TASK DETAILS: Please count the lines in the data below that hold the word "warn", and give only the number.

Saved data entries
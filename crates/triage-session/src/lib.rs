//! Triage Session
//!
//! Path-addressed navigation over resolved issue trees.
//!
//! # Core Operations
//!
//! - **Select**: [`NavigationSession::set_root`] resolves a root and resets overlays
//! - **Move**: `descend`, `ascend`, `navigate_to_path`, `navigate_to_root`
//! - **Judge**: `exclude` rules an item out, `confirm` picks it as the cause
//! - **Read**: checklist items, current / confirmed node, remedy, breadcrumbs
//!
//! # Example
//!
//! ```rust
//! use triage_model::{Address, DetailEntry, Issue, Priority};
//! use triage_resolve::ResolverConfig;
//! use triage_session::TriageService;
//!
//! let service = TriageService::from_issues(
//!     [Issue::new("A").with_visible(true).with_entry(
//!         DetailEntry::new("X")
//!             .with_priority(Priority::new(8).unwrap())
//!             .with_remedy("do Y"),
//!     )],
//!     ResolverConfig::default(),
//! )
//! .unwrap();
//!
//! let mut session = service.open_session();
//! session.set_root("A").unwrap();
//! assert_eq!(session.current_checklist_items()[0].title, "X");
//!
//! let outcome = session.confirm(&Address::from(["A", "X"])).unwrap();
//! assert_eq!(outcome.solution.as_deref(), Some("do Y"));
//! ```

#![warn(missing_docs)]
#![warn(unreachable_pub)]

pub mod error;
pub mod service;
pub mod session;
pub mod state;
pub mod view;

// Re-exports for convenience
pub use error::{NavigationError, NavigationResult};
pub use service::{ReloadReport, TriageService};
pub use session::NavigationSession;
pub use state::{allowed_transitions, validate_transition, NavState, Transition};
pub use view::{Breadcrumb, NavigationOutcome, SessionSummary};

/// Version of this crate
pub const VERSION: &str = env!("CARGO_PKG_VERSION");

/// Prelude module for common imports
pub mod prelude {
    //! Common imports for driving navigation sessions
    pub use crate::error::{NavigationError, NavigationResult};
    pub use crate::service::TriageService;
    pub use crate::session::NavigationSession;
    pub use crate::state::NavState;
    pub use triage_model::{Address, PresentationNode};
}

RESULT FOR THIS TASK: 2